Trivia Train a’ pullin’ In

Link to today’s strip.

Well, it’s another Sunday time-waster starring Owen.  I recognize that’s a really redundant statement, but like that fetid chullo, there it is.

Tom Batiuk has some thoughts on the original King Kong, and he is of a mind to lecture us on its short-comings.

Let that thought sink in for a few minutes.

In preparation for today’s post, unlike Tom Batiuk, I actually sat down and watched King Kong (1933).  If you’ve never seen it…well, you probably know the plot anyway, but some of what I note below can be considered SPOILERS.

1. No one on the voyage knows they are looking for a giant ape.  Carl Denham has heard there’s “something” on Skull Island, and he knows it’s called “Kong,” but he doesn’t know what it is.

2. Furthermore, all he wants to do is photograph it.  That they end up capturing it is not the point of the voyage–that’s Denham’s last minute improvisation.  But Owen says “determined to capture” as if that was the goal.

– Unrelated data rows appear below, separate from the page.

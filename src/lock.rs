//! # Directory Lock Module
//!
//! Garantisce al massimo un worker attivo per directory sorgente.
//!
//! ## Funzionamento:
//! - Un file `.matrix-uploader.lock` dentro la directory contiene il PID del proprietario
//! - La directory è occupata se il file esiste e il PID risponde a `kill(pid, 0)`
//! - `acquire()` sovrascrive un lock stale (PID morto) con il PID corrente
//! - Il lock non viene rilasciato esplicitamente: alla prossima esecuzione il PID morto
//!   viene riconosciuto come stale
//!
//! ## Limiti noti:
//! - Lock advisory, non imposto dal sistema operativo
//! - Un PID riciclato da un altro processo dà un falso positivo
//! - Tra il controllo di liveness e la scrittura c'è una piccola race (check-then-write)

use crate::error::{Result, UploaderError};
use std::path::{Path, PathBuf};
use tokio::fs;
use tracing::{debug, info};

/// Name of the lock marker inside the watched directory
pub const LOCK_FILE_NAME: &str = ".matrix-uploader.lock";

/// PID-bearing marker file guarding one source directory
#[derive(Debug, Clone)]
pub struct DirectoryLock {
    dir: PathBuf,
    path: PathBuf,
}

impl DirectoryLock {
    pub fn new(dir: &Path) -> Self {
        Self {
            dir: dir.to_path_buf(),
            path: dir.join(LOCK_FILE_NAME),
        }
    }

    /// Path of the marker file
    pub fn path(&self) -> &Path {
        &self.path
    }

    /// PID recorded in the marker, if the marker exists and is readable
    pub async fn recorded_owner(&self) -> Option<u32> {
        let content = fs::read_to_string(&self.path).await.ok()?;
        content.trim().parse().ok()
    }

    /// PID of the live process holding the directory, if any
    pub async fn live_owner(&self) -> Option<u32> {
        self.recorded_owner().await.filter(|pid| is_process_running(*pid))
    }

    /// True when a live process holds the directory
    pub async fn is_occupied(&self) -> bool {
        self.live_owner().await.is_some()
    }

    /// Claim the directory for the current process
    pub async fn acquire(&self) -> Result<()> {
        if let Some(pid) = self.live_owner().await {
            return Err(UploaderError::DirectoryBusy {
                dir: self.dir.clone(),
                pid,
            });
        }

        if let Some(stale) = self.recorded_owner().await {
            debug!("Reclaiming stale lock left by PID {}", stale);
        }

        let pid = std::process::id();
        fs::write(&self.path, format!("{}\n", pid)).await?;
        info!("🔒 Locked {} (PID {})", self.dir.display(), pid);
        Ok(())
    }
}

/// Check if a process is running
#[cfg(unix)]
fn is_process_running(pid: u32) -> bool {
    // pid 0 e valori negativi indirizzano gruppi di processi
    let Ok(pid) = i32::try_from(pid) else {
        return false;
    };
    if pid <= 0 {
        return false;
    }
    // kill(pid, 0) returns 0 if the process exists
    if unsafe { libc::kill(pid, 0) } == 0 {
        return true;
    }
    std::io::Error::last_os_error().raw_os_error() == Some(libc::EPERM)
}

#[cfg(not(unix))]
fn is_process_running(_pid: u32) -> bool {
    // Fallback: assume running to be safe
    true
}
//! # File Management Module
//!
//! Questo modulo gestisce la discovery dei file e la classificazione delle immagini.
//!
//! ## Responsabilità:
//! - `FileStream`: produce la sequenza di path candidati
//!   1. snapshot iniziale, mescolato in ordine casuale, dei file regolari della directory
//!   2. (solo in watch mode) stream infinito dei file che arrivano dopo
//! - `ImageClassifier`: tiene solo file regolari con estensione immagine e
//!   content type `image/*` rilevato dai magic bytes e di cui si sanno leggere le dimensioni
//! - Utilità per la formattazione human-readable delle dimensioni
//!
//! ## Eventi osservati in watch mode:
//! - rename verso la directory
//! - chiusura dopo scrittura
//! - creazione di un file, solo dove il backend non segnala la chiusura dopo
//!   scrittura (tutto tranne Linux/Android). Lì un file ancora in scrittura può
//!   essere visto troppo presto: se l'header è incompleto viene scartato, se è già
//!   completo il file viene caricato troncato.
//!
//! ## Note:
//! - Il watcher viene armato prima dello snapshot, così i file che arrivano durante
//!   la fase 1 non vanno persi. Un path emesso di nuovo dopo l'upload viene scartato
//!   a valle perché non esiste più.
//! - Il file di lock non viene mai emesso.
//!
//! ## Esempio:
//! ```rust,no_run
//! # async fn demo(dir: &std::path::Path) -> matrix_dir_uploader::error::Result<()> {
//! use futures::StreamExt;
//! use matrix_dir_uploader::file_manager::{FileStream, ImageClassifier};
//!
//! let mut files = FileStream::open(dir, false)?;
//! while let Some(path) = files.next().await {
//!     if let Some(candidate) = ImageClassifier::classify(&path).await {
//!         println!("{} ({})", candidate.path.display(), candidate.mime_type);
//!     }
//! }
//! # Ok(())
//! # }
//! ```

use crate::error::Result;
use crate::lock::LOCK_FILE_NAME;
use futures::stream::{self, BoxStream, StreamExt};
use notify::event::{AccessKind, AccessMode, CreateKind, ModifyKind, RenameMode};
use notify::{Event, EventKind, RecommendedWatcher, RecursiveMode, Watcher};
use rand::seq::SliceRandom;
use std::path::{Path, PathBuf};
use tokio::io::AsyncReadExt;
use tokio::sync::mpsc;
use tracing::{debug, info, warn};
use walkdir::WalkDir;

/// Extensions accepted by the classifier (lowercase)
pub const IMAGE_EXTENSIONS: &[&str] = &["jpg", "jpeg", "png", "gif", "webp"];

/// Content types whose dimensions can be read before upload
pub const DECODABLE_MIME_TYPES: &[&str] = &[
    "image/jpeg",
    "image/png",
    "image/gif",
    "image/webp",
    "image/bmp",
    "image/tiff",
    "image/x-icon",
];

/// inotify reports close-after-write, so there a bare create is not an arrival
const CREATE_IS_ARRIVAL: bool = !cfg!(any(target_os = "linux", target_os = "android"));

/// Lazy sequence of candidate paths for one source directory
pub struct FileStream;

3. Denham and crew do not see any dinosaurs “along the way.”  They don’t spot any dinosaurs until well after seeing Kong for the first time.  At this point, they’re trying to rescue Ann Darrow so they have other goals in mind than film-making or capturing animals.

3. The dinosaurs were not “small,” though some are slightly smaller than Kong (which still makes them pretty huge).  And they definitely don’t appear to be “a lot easier to capture” or easier to control.   They cause several deaths.  (Remarkably ghastly deaths for the time, too.)  Of all the dinosaurs in the film, only one can be considered “small” – a bear-sized beast that climbs up a vine in an attempt to menace John Driscoll.

These things effectively negate everything in today’s strip.

I try to keep from saying anything about Tom Batiuk personally in these posts…but this is shameful.  There are really only two explanations for this.  A – He wrote this based on vague memories of King Kong, or of the various remakes or sequels.   And he didn’t bother to watch the film again to confirm any of this.  That’s sheer laziness, especially with a year’s lead time.  B – He wrote this, then watched King Kong to see how clever and superior he was; he saw instead that he was King Wrong, but decided it didn’t matter, that no one in his audience would remember King Kong, and even if they did, they wouldn’t bother to watch it either and they’d think Tom Batiuk was some kind of film genius for poking holes in a masterpiece.  That’s sheer contempt.

I’m not sure which one is worse, to be honest.

That leads me to my final point about today’s strip –

4.  I’m not a psychiatrist, nor do I play one on television.  But the whole strip seems to be asking the question, “Why try for something unique and spectacular?  Aim for ‘good enough’ and that should be good enough.”    Why climb Mount Everest when you can climb the local dump instead?  Why go to the Moon when it’s much less dangerous to go to the mall?  Why use actual jokes and interesting characters in your comic strip, when you can just use fifth-rate puns and have people smirk to show they “get it”?

Oops…did I type that last one out loud?  Whoopsie.